Le PS dénonce les attaques aux libertés

Publié le par Cohérence et Espoir 94

PARIS (AFP) — Le Parti socialiste a lancé mercredi une campagne, appuyée sur "un livre noir", pour dénoncer "les atteintes aux libertés publiques" par Nicolas Sarkozy accusé d'écorner les "principes" mêmes de la République, déclenchant un tollé à droite.


Sous le titre "La France en liberté surveillée, la République en danger", l'ouvrage de 170 pages décline sous forme d'abécédaire en 89 mots-clés, les "atteintes aux libertés publiques" depuis l'élection de Nicolas Sarkozy.



"Pour limiter les libertés dans notre pays, les lois s'enchaînent", a dénoncé la première secrétaire Martine Aubry, en présentant l'ouvrage à la presse. "C'est une analyse malheureusement froide des faits".



"Refuser l'entreprise de déconstruction des libertés publiques actuellement à l'oeuvre est un devoir", écrit-elle en avant-propos du livre où elle "dénonce un pouvoir omniscient qui s'acharne à écorner les principes qui fondent le coeur de notre pacte républicain".



Anticipant la réaction de la droite, elle assure qu'elle ne veut "pas de polémique", mais entend "dire l'état des libertés dans notre pays". "Ce n'est pas un tract", ajoute-t-elle en réponse à l'accusation de Jean-François Copé, patron des députés UMP.
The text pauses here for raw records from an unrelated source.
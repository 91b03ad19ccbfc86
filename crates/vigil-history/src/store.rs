use std::path::{Path, PathBuf};

use chrono::{DateTime, Utc};
use serde::{Deserialize, Serialize};

use vigil_core::{Record, VigilError};

use crate::trend::{append_point, load_points, TrendPoint};

/// Snapshot of a check's records from the last accepted run.
#[derive(Debug, Clone, Serialize, Deserialize)]
#[serde(rename_all = "camelCase")]
pub struct Baseline {
    /// Check the snapshot belongs to.
    pub check: String,

    /// When the snapshot was saved.
    pub saved_at: DateTime<Utc>,

    /// Commit the snapshot was taken at, when known.
    #[serde(default, skip_serializing_if = "Option::is_none")]
    pub commit: Option<String>,

    /// The accepted record set, diffed against on the next run.
    #[serde(default)]
    pub records: Vec<Record>,
}

impl Baseline {
    pub fn new(check: impl Into<String>, records: Vec<Record>) -> Self {
        Self {
            check: check.into(),
            saved_at: Utc::now(),
            commit: None,
            records,
        }
    }

    pub fn with_commit(mut self, commit: impl Into<String>) -> Self {
        self.commit = Some(commit.into());
        self
    }
}

/// Flat-file store of per-check baselines and trends.
///
/// # Examples
///
/// ```no_run
/// use vigil_history::{Baseline, HistoryStore};
///
/// let store = HistoryStore::new(".vigil/history");
/// let previous = store.load_baseline("swift-warnings").unwrap();
/// assert!(previous.is_none() || previous.unwrap().check == "swift-warnings");
/// ```
#[derive(Debug, Clone)]
pub struct HistoryStore {
    dir: PathBuf,
}

impl HistoryStore {
    pub fn new(dir: impl Into<PathBuf>) -> Self {
        Self { dir: dir.into() }
    }

    /// Directory holding one check's files.
    pub fn check_dir(&self, check: &str) -> PathBuf {
        self.dir.join(check)
    }

    fn baseline_path(&self, check: &str) -> PathBuf {
        self.check_dir(check).join("baseline.json")
    }

    fn trend_path(&self, check: &str) -> PathBuf {
        self.check_dir(check).join("trend.csv")
    }

    /// Load a check's baseline.
    ///
    /// Returns `Ok(None)` when the baseline does not exist or does not
    /// parse; both mean the next diff runs against nothing, the same as
    /// a first run.
    ///
    /// # Errors
    ///
    /// Returns [`VigilError::Io`] only when an existing file cannot be
    /// read.
    pub fn load_baseline(&self, check: &str) -> Result<Option<Baseline>, VigilError> {
        let path = self.baseline_path(check);
        if !path.exists() {
            return Ok(None);
        }
        let content = std::fs::read_to_string(&path)?;
        Ok(serde_json::from_str(&content).ok())
    }

    /// Save a check's baseline, creating its directory if needed.
    ///
    /// # Errors
    ///
    /// Returns [`VigilError::Io`] for filesystem failures.
    pub fn save_baseline(&self, baseline: &Baseline) -> Result<(), VigilError> {
        let dir = self.check_dir(&baseline.check);
        std::fs::create_dir_all(&dir)?;
        let content = serde_json::to_string_pretty(baseline)?;
        std::fs::write(self.baseline_path(&baseline.check), content)?;
        Ok(())
    }

    /// Append one point to a check's trend file.
    ///
    /// # Errors
    ///
    /// Returns [`VigilError::Io`] or [`VigilError::Csv`] on write
    /// failures.
    pub fn append_trend(&self, check: &str, point: &TrendPoint) -> Result<(), VigilError> {
        std::fs::create_dir_all(self.check_dir(check))?;
        append_point(&self.trend_path(check), point)
    }

    /// Load a check's trend rows, oldest first. Missing files are empty.
    ///
    /// # Errors
    ///
    /// Returns [`VigilError::Io`] if an existing file cannot be opened.
    pub fn load_trend(&self, check: &str) -> Result<Vec<TrendPoint>, VigilError> {
        load_points(&self.trend_path(check))
    }

    /// Names of checks that have any stored history.
    ///
    /// # Errors
    ///
    /// Returns [`VigilError::Io`] if the history directory exists but
    /// cannot be listed.
    pub fn known_checks(&self) -> Result<Vec<String>, VigilError> {
        if !self.dir.exists() {
            return Ok(Vec::new());
        }
        let mut names = Vec::new();
        for entry in std::fs::read_dir(&self.dir)? {
            let entry = entry?;
            if entry.file_type()?.is_dir() {
                if let Some(name) = entry.file_name().to_str() {
                    names.push(name.to_string());
                }
            }
        }
        names.sort();
        Ok(names)
    }

    /// Store rooted at a repository checkout; absolute configured
    /// directories are used as-is.
    pub fn for_repo(root: &Path, history_dir: &Path) -> Self {
        if history_dir.is_absolute() {
            Self::new(history_dir)
        } else {
            Self::new(root.join(history_dir))
        }
    }
}
use std::collections::HashSet;
use std::path::{Path, PathBuf};

use sha2::{Digest, Sha256};

use vigil_core::{format_bytes, Record, VigilError};

/// Measure the files a check's command produced.
///
/// Each glob pattern is resolved relative to `root`. Files are measured
/// by size; directories (app bundles) by the recursive sum of their
/// contents. A pattern that matches nothing yields one placeholder
/// record, so a broken build step surfaces as `N/A` instead of an
/// error. With `digests` on, each file's identity includes a content
/// digest, which makes any byte-level change show up in the diff even
/// when the size is unchanged.
///
/// # Errors
///
/// Returns [`VigilError::Config`] for an invalid glob pattern and
/// [`VigilError::Io`] when a matched file cannot be read.
pub fn measure_products(
    root: &Path,
    patterns: &[String],
    digests: bool,
) -> Result<Vec<Record>, VigilError> {
    let root_pattern = glob::Pattern::escape(&root.display().to_string());
    let mut measured: HashSet<PathBuf> = HashSet::new();
    let mut records = Vec::new();

    for pattern in patterns {
        let full = format!("{root_pattern}/{pattern}");
        let paths = glob::glob(&full)
            .map_err(|e| VigilError::Config(format!("invalid product pattern '{pattern}': {e}")))?;

        let mut matched_any = false;
        for entry in paths {
            let path = entry.map_err(|e| VigilError::Io(e.into()))?;
            matched_any = true;
            if !measured.insert(path.clone()) {
                continue;
            }
            records.push(measure_one(root, &path, digests)?);
        }

        if !matched_any {
            records.push(Record::placeholder(pattern.clone()));
        }
    }

    records.sort_by(|a, b| a.id.cmp(&b.id));
    Ok(records)
}

fn measure_one(root: &Path, path: &Path, digests: bool) -> Result<Record, VigilError> {
    let rel = path.strip_prefix(root).unwrap_or(path);
    let rel_display = rel.display().to_string();
    let metadata = std::fs::metadata(path)?;

    if metadata.is_dir() {
        let size = dir_size(path)? as i64;
        return Ok(Record::new(rel_display.clone(), format_bytes(size))
            .with_value(size)
            .with_path(rel));
    }

    let size = metadata.len() as i64;
    if digests {
        let digest = file_digest(path)?;
        let short = &digest[..12];
        Ok(
            Record::new(format!("{rel_display}@{short}"), format!("{} {short}", format_bytes(size)))
                .with_value(size)
                .with_path(rel),
        )
    } else {
        Ok(Record::new(rel_display, format_bytes(size))
            .with_value(size)
            .with_path(rel))
    }
}

fn dir_size(path: &Path) -> Result<u64, VigilError> {
    let mut total = 0;
    for entry in std::fs::read_dir(path)? {
        let entry = entry?;
        let metadata = entry.metadata()?;
        if metadata.is_dir() {
            total += dir_size(&entry.path())?;
        } else {
            total += metadata.len();
        }
    }
    Ok(total)
}

fn file_digest(path: &Path) -> Result<String, VigilError> {
    let bytes = std::fs::read(path)?;
    let digest = Sha256::digest(&bytes);
    Ok(format!("{digest:x}"))
}

#[cfg(test)]
mod tests {
    use super::*;

    fn write(root: &Path, rel: &str, contents: &[u8]) {
        let path = root.join(rel);
        if let Some(parent) = path.parent() {
            std::fs::create_dir_all(parent).unwrap();
        }
        std::fs::write(path, contents).unwrap();
    }

    #[test]
    fn measures_matched_files() {
        let dir = tempfile::tempdir().unwrap();
        write(dir.path(), "build/air/align.air", &[0u8; 2048]);
        write(dir.path(), "build/air/merge.air", &[0u8; 512]);

        let records =
            measure_products(dir.path(), &["build/air/*.air".to_string()], false).unwrap();
        assert_eq!(records.len(), 2);
        assert_eq!(records[0].id, "build/air/align.air");
        assert_eq!(records[0].value, Some(2048));
        assert_eq!(records[0].detail, "2.0 KiB");
        assert_eq!(records[1].value, Some(512));
    }

    #[test]
    fn directory_size_is_recursive() {
        let dir = tempfile::tempdir().unwrap();
        write(dir.path(), "Burst.app/Contents/MacOS/Burst", &[0u8; 1000]);
        write(dir.path(), "Burst.app/Contents/Resources/icon.icns", &[0u8; 500]);

        let records = measure_products(dir.path(), &["Burst.app".to_string()], false).unwrap();
        assert_eq!(records.len(), 1);
        assert_eq!(records[0].value, Some(1500));
    }

    #[test]
    fn unmatched_pattern_yields_placeholder() {
        let dir = tempfile::tempdir().unwrap();
        let records =
            measure_products(dir.path(), &["build/missing/*.air".to_string()], false).unwrap();
        assert_eq!(records.len(), 1);
        assert!(records[0].is_placeholder());
        assert_eq!(records[0].id, "build/missing/*.air");
    }

    #[test]
    fn digest_identity_tracks_content() {
        let dir = tempfile::tempdir().unwrap();
        write(dir.path(), "reference/scene1.dng", b"original pixels");
        let before =
            measure_products(dir.path(), &["reference/*.dng".to_string()], true).unwrap();

        write(dir.path(), "reference/scene1.dng", b"different pixels");
        let after = measure_products(dir.path(), &["reference/*.dng".to_string()], true).unwrap();

        assert_ne!(before[0].id, after[0].id);
        assert!(before[0].id.starts_with("reference/scene1.dng@"));
        // unchanged content keeps the identity
        let again = measure_products(dir.path(), &["reference/*.dng".to_string()], true).unwrap();
        assert_eq!(after[0].id, again[0].id);
    }

    #[test]
    fn overlapping_patterns_measure_once() {
        let dir = tempfile::tempdir().unwrap();
        write(dir.path(), "out/app.bin", &[0u8; 64]);

        let records = measure_products(
            dir.path(),
            &["out/*.bin".to_string(), "out/app.bin".to_string()],
            false,
        )
        .unwrap();
        assert_eq!(records.len(), 1);
    }

    #[test]
    fn records_sorted_by_id() {
        let dir = tempfile::tempdir().unwrap();
        write(dir.path(), "out/zeta.bin", &[0u8; 1]);
        write(dir.path(), "out/alpha.bin", &[0u8; 1]);

        let records = measure_products(dir.path(), &["out/*.bin".to_string()], false).unwrap();
        assert_eq!(records[0].id, "out/alpha.bin");
        assert_eq!(records[1].id, "out/zeta.bin");
    }

    #[test]
    fn invalid_pattern_is_config_error() {
        let dir = tempfile::tempdir().unwrap();
        let result = measure_products(dir.path(), &["[bad".to_string()], false);
        assert!(matches!(result, Err(VigilError::Config(_))));
    }
}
Nicolas Sarkozy serait-il "un dictateur, mettant en danger la République?", lui demande-t-on. Il ne faut "pas être caricatural", répond-elle. Nicolas Sarkozy ne veut certes "pas supprimer le suffrage universel", mais "ce sont les valeurs de la République qui sont en danger". "Où est la France des Droits de l'Homme?", s'insurge Mme Aubry.



"Nous ne sommes pas laxistes, nous sommes pour une société d'ordre, mais il n'y a pas d'ordre sans justice", ajoute la maire de Lille.
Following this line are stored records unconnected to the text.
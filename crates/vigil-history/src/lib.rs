//! Flat-file history store for check results.
//!
//! Each check keeps two files under the history directory:
//!
//! ```text
//! .vigil/history/<check>/baseline.json   last accepted record set
//! .vigil/history/<check>/trend.csv       append-only date,records,total_value rows
//! ```
//!
//! Missing or unreadable files behave as a first run rather than an
//! error, so deleting the history directory resets every comparison.

pub mod store;
pub mod trend;

pub use store::{Baseline, HistoryStore};
pub use trend::TrendPoint;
Pour le PS, la politique du gouvernement est un "triptyque ravageur" : "traitement répressif de la précarité", "étouffement généralisé des contre-pouvoirs", instauration d'une "société surveillée". "Restreindre les libertés, comme si c'était une solution à la crise", commente Mme Aubry.



Protester contre le "recensement exhaustif" de l'ouvrage, basé sur "des faits, des sources, des citations", sera "difficile", estime la secrétaire nationale PS aux Libertés publiques, Marie-Pierre de la Gontrie, coordinateur de l'ouvrage.
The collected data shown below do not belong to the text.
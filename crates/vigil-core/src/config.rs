use std::path::{Path, PathBuf};

use serde::{Deserialize, Serialize};

use crate::error::VigilError;
use crate::types::CheckKind;

/// Top-level configuration loaded from `.vigil.toml`.
///
/// Declares the checks a run may execute, label rules for pull requests,
/// and where reports and history go.
///
/// # Examples
///
/// ```
/// use vigil_core::VigilConfig;
///
/// let config = VigilConfig::default();
/// assert!(config.checks.is_empty());
/// assert_eq!(config.history.dir.to_str(), Some(".vigil/history"));
/// ```
#[derive(Debug, Clone, Default, Serialize, Deserialize)]
pub struct VigilConfig {
    /// Source-hosting settings.
    #[serde(default)]
    pub github: GithubConfig,
    /// Notification targets.
    #[serde(default)]
    pub notify: NotifyConfig,
    /// History store settings.
    #[serde(default)]
    pub history: HistoryConfig,
    /// Configured checks, in execution order.
    #[serde(default, rename = "check")]
    pub checks: Vec<CheckConfig>,
    /// Label rules applied to pull requests by changed path.
    #[serde(default, rename = "label")]
    pub labels: Vec<LabelRule>,
}

impl VigilConfig {
    /// Load configuration from a TOML file at `path`.
    ///
    /// # Errors
    ///
    /// Returns [`VigilError::Io`] if the file cannot be read, or
    /// [`VigilError::Toml`] if the content is not valid TOML.
    ///
    /// # Examples
    ///
    /// ```no_run
    /// use vigil_core::VigilConfig;
    /// use std::path::Path;
    ///
    /// let config = VigilConfig::from_file(Path::new(".vigil.toml")).unwrap();
    /// ```
    pub fn from_file(path: &Path) -> Result<Self, VigilError> {
        let content = std::fs::read_to_string(path)?;
        Self::from_toml(&content)
    }

    /// Parse configuration from a TOML string.
    ///
    /// # Errors
    ///
    /// Returns [`VigilError::Toml`] if parsing fails, or
    /// [`VigilError::Config`] if two checks share a name.
    ///
    /// # Examples
    ///
    /// ```
    /// use vigil_core::VigilConfig;
    ///
    /// let toml = r#"
    /// [[check]]
    /// name = "docs"
    /// kind = "markdown-lint"
    /// command = "markdownlint '**/*.md'"
    /// "#;
    /// let config = VigilConfig::from_toml(toml).unwrap();
    /// assert_eq!(config.checks.len(), 1);
    /// ```
    pub fn from_toml(content: &str) -> Result<Self, VigilError> {
        let config: Self = toml::from_str(content)?;
        for (i, check) in config.checks.iter().enumerate() {
            // Names key history directories, so path separators are out.
            if check.name.is_empty() || check.name.contains(['/', '\\']) {
                return Err(VigilError::Config(format!(
                    "invalid check name: {:?}",
                    check.name
                )));
            }
            if config.checks[..i].iter().any(|c| c.name == check.name) {
                return Err(VigilError::Config(format!(
                    "duplicate check name: {}",
                    check.name
                )));
            }
        }
        Ok(config)
    }

    /// Look up a configured check by name.
    pub fn find_check(&self, name: &str) -> Option<&CheckConfig> {
        self.checks.iter().find(|c| c.name == name)
    }
}

/// Source-hosting configuration.
///
/// The API token is never stored in the file; it comes from the
/// `GITHUB_TOKEN` environment variable or a CLI flag.
#[derive(Debug, Clone, Default, Serialize, Deserialize)]
pub struct GithubConfig {
    /// Default repository in `owner/repo` form, used when a PR number
    /// is given without one.
    pub repository: Option<String>,
}

/// Notification targets for completed runs.
///
/// # Examples
///
/// ```
/// use vigil_core::NotifyConfig;
///
/// let config = NotifyConfig::default();
/// assert!(config.webhook_url.is_none());
/// ```
#[derive(Debug, Clone, Default, Serialize, Deserialize)]
pub struct NotifyConfig {
    /// Chat webhook that receives a JSON payload per run.
    pub webhook_url: Option<String>,
    /// Step-summary file the markdown report is appended to.
    /// Falls back to the `VIGIL_STEP_SUMMARY` / `GITHUB_STEP_SUMMARY`
    /// environment variables when unset.
    pub step_summary: Option<PathBuf>,
}

/// History store configuration.
#[derive(Debug, Clone, Serialize, Deserialize)]
pub struct HistoryConfig {
    /// Directory holding per-check baselines and trends.
    #[serde(default = "default_history_dir")]
    pub dir: PathBuf,
}

fn default_history_dir() -> PathBuf {
    PathBuf::from(".vigil/history")
}

impl Default for HistoryConfig {
    fn default() -> Self {
        Self {
            dir: default_history_dir(),
        }
    }
}

/// One configured check: trigger, command, parser inputs, and gate.
///
/// # Examples
///
/// ```
/// use vigil_core::{CheckConfig, CheckKind};
///
/// let toml = r#"
/// name = "warnings"
/// kind = "swift-warnings"
/// command = "xcodebuild build"
/// paths = ["burstphoto/**/*.swift"]
/// tolerate_failure = true
/// "#;
/// let check: CheckConfig = toml::from_str(toml).unwrap();
/// assert_eq!(check.kind, CheckKind::SwiftWarnings);
/// assert!(check.tolerate_failure);
/// assert!(check.gate.max_new.is_none());
/// ```
#[derive(Debug, Clone, Serialize, Deserialize)]
pub struct CheckConfig {
    /// Unique check name, used for history keys and report headings.
    pub name: String,
    /// What the check does with its command output.
    pub kind: CheckKind,
    /// Shell command to run. Optional for kinds that only measure files.
    pub command: Option<String>,
    /// Glob patterns over changed paths that trigger this check.
    /// Empty means the check runs on every change.
    #[serde(default)]
    pub paths: Vec<String>,
    /// Substrings of changed diff content that trigger this check.
    #[serde(default)]
    pub content_patterns: Vec<String>,
    /// Glob patterns of files the command produces, measured after it runs.
    #[serde(default)]
    pub products: Vec<String>,
    /// Dependency lock file for `lockfile-audit` checks.
    pub lockfile: Option<PathBuf>,
    /// Advisory list JSON for `lockfile-audit` checks.
    pub advisories: Option<PathBuf>,
    /// Auxiliary branch that `reference-images` output is committed to.
    pub publish_branch: Option<String>,
    /// Kill the command after this many seconds.
    pub timeout_secs: Option<u64>,
    /// Keep reporting when the command fails, instead of failing the check.
    #[serde(default)]
    pub tolerate_failure: bool,
    /// Ignore value changes smaller than this percentage when diffing.
    #[serde(default)]
    pub tolerance_percent: f64,
    /// Threshold rules converted to exit-code failures.
    #[serde(default)]
    pub gate: GateConfig,
}

/// Threshold rules for one check. Unset rules do not gate.
///
/// # Examples
///
/// ```
/// use vigil_core::GateConfig;
///
/// let gate = GateConfig::default();
/// assert!(gate.max_records.is_none());
/// assert!(!gate.require_success);
/// ```
#[derive(Debug, Clone, Default, Serialize, Deserialize)]
pub struct GateConfig {
    /// Maximum number of records (placeholders excluded).
    pub max_records: Option<usize>,
    /// Maximum number of records not present in the baseline.
    pub max_new: Option<usize>,
    /// Maximum summed record value in bytes.
    pub max_value: Option<i64>,
    /// Maximum growth of the summed value versus the baseline, in percent.
    pub max_growth_percent: Option<f64>,
    /// Fail the check when its command exits non-zero, even if tolerated.
    #[serde(default)]
    pub require_success: bool,
}

impl GateConfig {
    /// Returns `true` if no rule is configured.
    pub fn is_empty(&self) -> bool {
        self.max_records.is_none()
            && self.max_new.is_none()
            && self.max_value.is_none()
            && self.max_growth_percent.is_none()
            && !self.require_success
    }
}

/// A pull-request label applied when changed paths match.
///
/// # Examples
///
/// ```
/// use vigil_core::LabelRule;
///
/// let toml = r#"
/// name = "shaders"
/// paths = ["**/*.metal"]
/// "#;
/// let rule: LabelRule = toml::from_str(toml).unwrap();
/// assert_eq!(rule.name, "shaders");
/// ```
#[derive(Debug, Clone, Serialize, Deserialize)]
pub struct LabelRule {
    /// Label text.
    pub name: String,
    /// Glob patterns over changed paths.
    pub paths: Vec<String>,
}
Débutant par les tests "ADN", terminant par les "zones d'attente", l'abécédaire égrène mesures antiterroristes, centres de rétention administrative, "chasse aux sans-papiers", "concentration de la presse et des médias", contrôles d'identité, dépénalisation de la diffamation, droit d'amendement, nomination des magistrats, peines planchers, "rafles", fichier Edvige, Taser...



Le PS entend poursuivre cette campagne avec un grand rassemblement au Zénith le 22 mars, sur le thème "le printemps des libertés".



L'initiative socialiste suscite l'ire de la droite qui crie "au mensonge". Luc Chatel, porte-parole du gouvernement, a dénoncé "les attaques graves et irresponsables" du PS, énumérant ce qui constitue, à ses yeux, des "avancées" en matière de libertés: "le renforcement du poids du parlement, le statut de l'opposition, la possibilité pour les citoyens de saisir le Conseil constitutionnel"...



Le secrétaire général de l'UMP, Xavier Bertrand, a accusé le PS de conduire une "opération d'agitation, de confusion et de manipulation". "C'est du mensonge organisé".



Pour le porte-parole du parti majoritaire, Frédéric Lefebvre, "c'est le degré zéro de la politique : malveillance, mensonge, procès d'intention".